The part you've been wondering about....
September 6, 2007 at 14:20
V-Grrrl in Things to Feel Guilty About

Bone tired after a week of emotional ups and downs and confusion.  Here's what's been going on:

We closed on our house last Friday after poring over an enormous stack of documents, ironing out details via international phone calls, and locating an American notary in Belgium to witness our signatures on the Friday before a holiday weekend.

The momentary relief of having signed the papers was overshadowed by the realization we won’t even get to see our house again until we move in in March. Instead of elation, I felt a little disappointed. The entire transaction had a surreal quality to it, like marrying someone that you’ve only known for a week.

And then late Friday afternoon, just as I had overnight guests arriving for my son’s 12th birthday party, a situation erupted in my personal life that left me feeling deeply upset and very confused. I had inadvertently caused a lot of grief and damage in someone’s life via e-mail, and I felt shattered by that knowledge.

My emotions were all over the place, but the ache in my chest and the nausea in my stomach were constant. I spent a sleepless night wrestling with my thoughts, alternately deeply saddened by what had happened and very angry, blaming myself and then blaming others, and just hating the position I was in, forced into silence to avoid even more collateral damage. 

During that long night, all I could see was how I set myself up for these types of situations by opening myself up emotionally and through my writing, by welcoming people into my heart and my life. I felt stupid and naïve, believing in good intentions and the idea that love given is never wasted, believing that while some of my friendships may fade, they wouldn’t ever end with a BANG.

As I tossed and turned Friday night, my blog came to represent all the ways I overexposed myself, all the ways I proceeded without caution into relationships, all the ways I set myself up to be hurt by sharing too much too honestly. I started to see myself not as a person but as a commodity being consumed and used. I was simply what was stored in The V File. In my darkest moment, I felt like a whore giving something precious away to anyone that came and looked for it. That may sound crazy to y'all, but it made sense to me in my heightened emotional state.

Early Saturday morning, I set to the task of shutting my blog down and removing the archives until I could sort through all the conflicting feelings swirling through my head and churning in my stomach. I didn’t want to write another word, and I didn’t want to have my words exposed, open for dissection, discussion and argument. I just wanted to disappear and leave no trace, to retreat somewhere where I felt safe and where I would cause no further harm. I worried about the people I had hurt and how their circumstances were unfolding. I was distraught.

Then the e-mails from y’all started arriving; Peter’s was the first.
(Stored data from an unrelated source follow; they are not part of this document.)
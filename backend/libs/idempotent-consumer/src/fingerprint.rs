//! Content fingerprints for deduplication.
//!
//! A fingerprint is the SHA-256 of a record's canonical JSON form: object keys
//! sorted at every depth, no insignificant whitespace. Field order in the
//! original payload therefore does not change the fingerprint.

use serde_json::Value;
use sha2::{Digest, Sha256};
use std::fmt;

/// Hex-encoded SHA-256 digest of a canonicalized record
#[derive(Debug, Clone, PartialEq, Eq, Hash)]
pub struct Fingerprint(String);

impl Fingerprint {
    /// Compute the fingerprint of a decoded JSON record
    pub fn of(record: &Value) -> Self {
        let digest = Sha256::digest(canonical_json(record).as_bytes());
        Fingerprint(hex::encode(digest))
    }

    pub fn as_str(&self) -> &str {
        &self.0
    }

    /// First 8 hex chars, enough to correlate log lines
    pub fn short(&self) -> &str {
        &self.0[..8]
    }
}

impl fmt::Display for Fingerprint {
    fn fmt(&self, f: &mut fmt::Formatter<'_>) -> fmt::Result {
        f.write_str(&self.0)
    }
}

/// Serialize `value` with object keys sorted recursively and no whitespace.
pub fn canonical_json(value: &Value) -> String {
    let mut out = String::new();
    write_canonical(value, &mut out);
    out
}

fn write_canonical(value: &Value, out: &mut String) {
    match value {
        Value::Object(map) => {
            let mut entries: Vec<(&String, &Value)> = map.iter().collect();
            entries.sort_by(|a, b| a.0.cmp(b.0));

            out.push('{');
            for (i, (key, val)) in entries.into_iter().enumerate() {
                if i > 0 {
                    out.push(',');
                }
                // Strings serialize infallibly; this reuses serde_json's escaping.
                out.push_str(&Value::String(key.clone()).to_string());
                out.push(':');
                write_canonical(val, out);
            }
            out.push('}');
        }
        Value::Array(items) => {
            out.push('[');
            for (i, item) in items.iter().enumerate() {
                if i > 0 {
                    out.push(',');
                }
                write_canonical(item, out);
            }
            out.push(']');
        }
        scalar => out.push_str(&scalar.to_string()),
    }
}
While I was still too shaken to coherently describe what happened and what it meant to me, y’all reached out to me with kindness, concern, and support. Without even knowing the nature of my “crisis,” you offered the very thing I had withdrawn: carefully chosen words that made me smile and made me cry as I read them over and over again. Your words convinced me not to shut down the blog completely, even if I felt too blocked to write, even if I wasn’t sure what I would want to post in the future. Peter argued persuasively to restore the archives, and E agreed completely with him.

It’s been hard for me to find my voice and come to the keyboard this week. I conceive posts and abort them. I’m operating in the fog of insomnia and just feeling mentally depleted, choosing to plug into my iPod and put my energy and emotion into my art journal instead. I'm not sure where I'm heading with this site. As I gain some distance from last week’s events, I’m getting a more balanced perspective. I’m not angry anymore and I’m done with self flagellation. I am who I am; I can't be the person who keeps everything inside. Still I remain disappointed and saddened by the situation I'm in, but also hopeful that somehow all parties involved will come to a peaceful, not painful, place--together or apart.